ミーティングツール(Web会議システム)さえインストールすれば、みんなテレワークができると思い込んでいる方もいるようですが、話はそう単純ではありません。トラブルが起こった際に誰がどう解決するのか、保守・運用の仕組みができていないと、安定したサービスは提供されません。つまり、サービスを支える運用体制が必要です。
そして、テレワークの導入によってサイバー攻撃などの脅威が高まっている今こそ、そのサービスをセキュリティ上の懸念がない状態で使うために、ネットワークセキュリティを監督する仕組みが必要なのです。
そこで今回は、企業のセキュリティを強化する仕組みとして、外部からの不正なアクセスを検知するシステム「侵入検知」や情報漏えい、または不正アクセス防止を目的にした「ログ監視」など、「サービスマネジメントテクノロジー」の重要性とその運用体制について解説します。
【1】侵入検知システムの導入
不正アクセスを検知・防御する
自分たちが使っているネットワークに、意図しない外部の誰かが不正にアクセスしてきた際、それを検知する仕組みが「侵入検知」です。
外部の誰かが自由にネットワークに侵入し、情報を得ることができれば、自社の秘匿すべき情報が外に漏れる可能性が高まります。そこで、まずは侵入した事実が認識できなければ、何かが起こる可能性を予測できませんし、何かが起こった後では対応が後手に回ります。
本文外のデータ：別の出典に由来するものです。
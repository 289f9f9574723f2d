#![allow(missing_docs)]

use serde::{Deserialize, Serialize};
use serde_json::Value;

use crate::actions::{find_action, get_actions, ActionResult};
use crate::providers::{get_providers, ProviderContext};
use crate::{format_message, speakable_text, AtaBotConfig, AtaBotPlugin, StoredConversation};

#[derive(Clone, Debug, Serialize, Deserialize)]
#[serde(rename_all = "camelCase")]
pub struct PluginManifest {
    pub name: String,
    pub description: String,
    pub version: String,
    pub language: String,
    pub interop_protocols: Vec<String>,
    pub actions: Vec<ActionManifest>,
    pub providers: Vec<ProviderManifest>,
}

#[derive(Clone, Debug, Serialize, Deserialize)]
#[serde(rename_all = "camelCase")]
pub struct ActionManifest {
    pub name: String,
    pub description: String,
    pub similes: Vec<String>,
}

#[derive(Clone, Debug, Serialize, Deserialize)]
#[serde(rename_all = "camelCase")]
pub struct ProviderManifest {
    pub name: String,
    pub description: String,
}

impl Default for PluginManifest {
    fn default() -> Self {
        Self {
            name: crate::PLUGIN_NAME.to_string(),
            description: crate::PLUGIN_DESCRIPTION.to_string(),
            version: crate::PLUGIN_VERSION.to_string(),
            language: "rust".to_string(),
            interop_protocols: vec!["wasm".to_string(), "ipc".to_string()],
            actions: get_actions()
                .iter()
                .map(|action| ActionManifest {
                    name: action.name().to_string(),
                    description: action.description().to_string(),
                    similes: action.similes().iter().map(|s| s.to_string()).collect(),
                })
                .collect(),
            providers: get_providers()
                .iter()
                .map(|provider| ProviderManifest {
                    name: provider.name().to_string(),
                    description: provider.description().to_string(),
                })
                .collect(),
        }
    }
}

#[derive(Clone, Debug, Default, Serialize, Deserialize)]
#[serde(rename_all = "camelCase")]
pub struct ProviderResult {
    #[serde(skip_serializing_if = "Option::is_none")]
    pub text: Option<String>,
    #[serde(skip_serializing_if = "Option::is_none")]
    pub values: Option<Value>,
    #[serde(skip_serializing_if = "Option::is_none")]
    pub data: Option<Value>,
}

pub fn get_manifest_json() -> String {
    serde_json::to_string(&PluginManifest::default())
        .unwrap_or_else(|e| format!(r#"{{"error": "{}"}}"#, e))
}

/// Builds a plugin from a JSON config. Empty, `null` and `{}` give the
/// defaults.
pub fn init_plugin(config_json: &str) -> crate::Result<AtaBotPlugin> {
    let trimmed = config_json.trim();
    let config = if trimmed.is_empty() || trimmed == "null" {
        AtaBotConfig::default()
    } else {
        serde_json::from_str::<AtaBotConfig>(trimmed)?
    };
    AtaBotPlugin::with_config(config)
}

pub fn validate_action(plugin: &AtaBotPlugin, name: &str, memory_json: &str) -> bool {
    match find_action(name) {
        Some(action) => action.validate(plugin, &extract_user_input(memory_json, "{}")),
        None => false,
    }
}

pub fn invoke_action(
    plugin: &AtaBotPlugin,
    name: &str,
    memory_json: &str,
    options_json: &str,
) -> ActionResult {
    let action = match find_action(name) {
        Some(action) => action,
        None => return ActionResult::failure(&format!("Unknown action: {}", name)),
    };

    let input = extract_user_input(memory_json, options_json);

    if input.trim().is_empty() {
        return ActionResult::failure("No user input provided");
    }

    action.handler(plugin, &input)
}

pub fn get_provider(plugin: &AtaBotPlugin, name: &str, state_json: &str) -> ProviderResult {
    let provider = match get_providers().into_iter().find(|p| p.name() == name) {
        Some(provider) => provider,
        None => return ProviderResult::default(),
    };

    let hour = serde_json::from_str::<Value>(state_json)
        .ok()
        .and_then(|state| state.get("hour").and_then(Value::as_u64))
        .and_then(|hour| u32::try_from(hour).ok())
        .filter(|hour| *hour < 24);

    let result = provider.get(plugin, &ProviderContext { hour });
    ProviderResult {
        text: Some(result.text),
        values: Some(result.values),
        data: Some(result.data),
    }
}

/// Pulls the user's text out of action options (`input`, `prompt`, `text`,
/// `action` or `id`) or, failing that, out of `memory.content.text`.
pub fn extract_user_input(memory_json: &str, options_json: &str) -> String {
    if let Ok(options) = serde_json::from_str::<Value>(options_json) {
        for key in ["input", "prompt", "text", "action", "id"] {
            if let Some(value) = options.get(key).and_then(Value::as_str) {
                return value.to_string();
            }
        }
    }

    if let Ok(memory) = serde_json::from_str::<Value>(memory_json) {
        if let Some(text) = memory
            .get("content")
            .and_then(|content| content.get("text"))
            .and_then(Value::as_str)
        {
            return text.to_string();
        }
    }

    String::new()
}

#[cfg(feature = "wasm")]
pub mod wasm {
    use super::*;
    use wasm_bindgen::prelude::*;

    #[wasm_bindgen(start)]
    pub fn wasm_init() {
        console_error_panic_hook::set_once();
    }

    #[wasm_bindgen]
    pub fn get_manifest() -> String {
        get_manifest_json()
    }

    #[wasm_bindgen(js_name = formatMessage)]
    pub fn wasm_format_message(text: &str) -> String {
        format_message(text)
    }

    #[wasm_bindgen(js_name = speakableText)]
    pub fn wasm_speakable_text(text: &str) -> String {
        speakable_text(text)
    }

    /// One conversation, owned by the JavaScript side.
    #[wasm_bindgen]
    pub struct WasmAtaBot {
        plugin: AtaBotPlugin,
    }

    #[wasm_bindgen]
    impl WasmAtaBot {
        #[wasm_bindgen(constructor)]
        pub fn new(config_json: &str) -> Result<WasmAtaBot, JsValue> {
            let plugin = init_plugin(config_json).map_err(|e| JsValue::from_str(&e.to_string()))?;
            Ok(WasmAtaBot { plugin })
        }

        /// Reply as JSON: `{category, text, trigger?}`.
        pub fn respond(&self, input: &str) -> String {
            serde_json::to_string(&self.plugin.respond(input))
                .unwrap_or_else(|e| format!(r#"{{"error": "{}"}}"#, e))
        }

        pub fn greeting(&self, hour: Option<u32>) -> String {
            match hour {
                Some(hour) => self.plugin.greeting_at(hour),
                None => self.plugin.get_greeting(),
            }
        }

        pub fn welcome(&self) -> String {
            self.plugin.welcome_message().to_string()
        }

        /// Quick action reply as JSON, or `null` for an unknown id.
        pub fn quick_reply(&self, id: &str) -> String {
            match self.plugin.quick_reply(id) {
                Some(exchange) => {
                    serde_json::to_string(&exchange).unwrap_or_else(|_| "null".to_string())
                }
                None => "null".to_string(),
            }
        }

        pub fn typing_delay_ms(&self) -> u32 {
            u32::try_from(self.plugin.typing_delay().as_millis()).unwrap_or(u32::MAX)
        }

        pub fn clear(&self) -> String {
            self.plugin.reset_history()
        }

        pub fn history_json(&self) -> String {
            serde_json::to_string(&self.plugin.snapshot()).unwrap_or_else(|_| "{}".to_string())
        }

        pub fn restore_history(&self, json: &str) -> Result<(), JsValue> {
            let saved: StoredConversation =
                serde_json::from_str(json).map_err(|e| JsValue::from_str(&e.to_string()))?;
            self.plugin.restore_history(saved);
            Ok(())
        }

        pub fn invoke_action(&self, name: &str, memory_json: &str, options_json: &str) -> String {
            let result = invoke_action(&self.plugin, name, memory_json, options_json);
            serde_json::to_string(&result)
                .unwrap_or_else(|e| format!(r#"{{"success": false, "error": "{}"}}"#, e))
        }

        pub fn get_provider(&self, name: &str, state_json: &str) -> String {
            let result = get_provider(&self.plugin, name, state_json);
            serde_json::to_string(&result).unwrap_or_else(|_| "{}".to_string())
        }
    }
}

#[derive(Debug, Deserialize)]
#[serde(rename_all = "camelCase")]
pub struct IpcRequest {
    pub id: u64,
    pub method: String,
    #[serde(default)]
    pub params: Value,
}

#[derive(Debug, Serialize)]
#[serde(rename_all = "camelCase")]
pub struct IpcResponse {
    pub id: u64,
    #[serde(skip_serializing_if = "Option::is_none")]
    pub result: Option<Value>,
    #[serde(skip_serializing_if = "Option::is_none")]
    pub error: Option<String>,
}

impl IpcResponse {
    pub fn success(id: u64, result: Value) -> Self {
        Self {
            id,
            result: Some(result),
            error: None,
        }
    }

    pub fn error(id: u64, error: &str) -> Self {
        Self {
            id,
            result: None,
            error: Some(error.to_string()),
        }
    }

    fn from_serialize<T: Serialize>(id: u64, value: &T) -> Self {
        match serde_json::to_value(value) {
            Ok(result) => Self::success(id, result),
            Err(e) => Self::error(id, &e.to_string()),
        }
    }
}

fn str_param<'a>(params: &'a Value, key: &str) -> &'a str {
    params.get(key).and_then(Value::as_str).unwrap_or("")
}

fn json_param(params: &Value, key: &str, default: &str) -> String {
    params
        .get(key)
        .map(|v| v.to_string())
        .unwrap_or_else(|| default.to_string())
}

/// Dispatches one request against `plugin`. `init` replaces the plugin.
pub fn handle_ipc_request(plugin: &mut AtaBotPlugin, request: &IpcRequest) -> IpcResponse {
    let params = &request.params;
    match request.method.as_str() {
        "getManifest" => IpcResponse::from_serialize(request.id, &PluginManifest::default()),
        "init" => {
            let config = json_param(params, "config", "{}");
            match init_plugin(&config) {
                Ok(fresh) => {
                    *plugin = fresh;
                    IpcResponse::success(request.id, serde_json::json!({"initialized": true}))
                }
                Err(e) => IpcResponse::error(request.id, &e.to_string()),
            }
        }
        "validateAction" => {
            let memory = json_param(params, "memory", "");
            let valid = validate_action(plugin, str_param(params, "name"), &memory);
            IpcResponse::success(request.id, serde_json::json!({"valid": valid}))
        }
        "invokeAction" => {
            let memory = json_param(params, "memory", "");
            let options = json_param(params, "options", "{}");
            let result = invoke_action(plugin, str_param(params, "name"), &memory, &options);
            IpcResponse::from_serialize(request.id, &result)
        }
        "getProvider" => {
            let state = json_param(params, "state", "{}");
            let result = get_provider(plugin, str_param(params, "name"), &state);
            IpcResponse::from_serialize(request.id, &result)
        }
        "generateResponse" => {
            let selection = plugin.respond(str_param(params, "input"));
            let delay = plugin.typing_delay();
            IpcResponse::success(
                request.id,
                serde_json::json!({
                    "response": selection.text,
                    "category": selection.category,
                    "trigger": selection.trigger,
                    "typingDelayMs": delay.as_millis() as u64,
                }),
            )
        }
        "quickAction" => {
            let id = str_param(params, "id");
            match plugin.quick_reply(id) {
                Some(exchange) => IpcResponse::from_serialize(request.id, &exchange),
                None => IpcResponse::error(request.id, &format!("Unknown quick action: {}", id)),
            }
        }
        "clearConversation" => {
            let message = plugin.reset_history();
            IpcResponse::success(request.id, serde_json::json!({"message": message}))
        }
        "getHistory" => IpcResponse::from_serialize(request.id, &plugin.snapshot()),
        "restoreHistory" => {
            let conversation = params.get("conversation").cloned().unwrap_or(Value::Null);
            match serde_json::from_value::<StoredConversation>(conversation) {
                Ok(saved) => {
                    plugin.restore_history(saved);
                    IpcResponse::success(request.id, serde_json::json!({"restored": true}))
                }
                Err(e) => IpcResponse::error(request.id, &format!("Invalid conversation: {}", e)),
            }
        }
        "formatMessage" => {
            let text = str_param(params, "text");
            IpcResponse::success(
                request.id,
                serde_json::json!({
                    "html": format_message(text),
                    "speakable": speakable_text(text),
                }),
            )
        }
        _ => IpcResponse::error(request.id, &format!("Unknown method: {}", request.method)),
    }
}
だからこそ、侵入を検知する仕組みが必要なのです。
この侵入検知を行って管理者に通知する仕組みは「侵入検知システム(IDS)」、さらにIDSより一歩踏み込んでその不正な通信をブロックする(防御)仕組みは「侵入防止システム(IPS)」と呼ばれています。
IDSやIPSは、ともにかなり前から導入が進んでいますし、他の防御機能を統合したより高機能な仕組みも知られていますが、いずれの装置も導入後の運用が実力を発揮する肝となることを忘れてはいけません。そのポイントの一つとして、ログをしっかり監視、活用することが大変重要となります。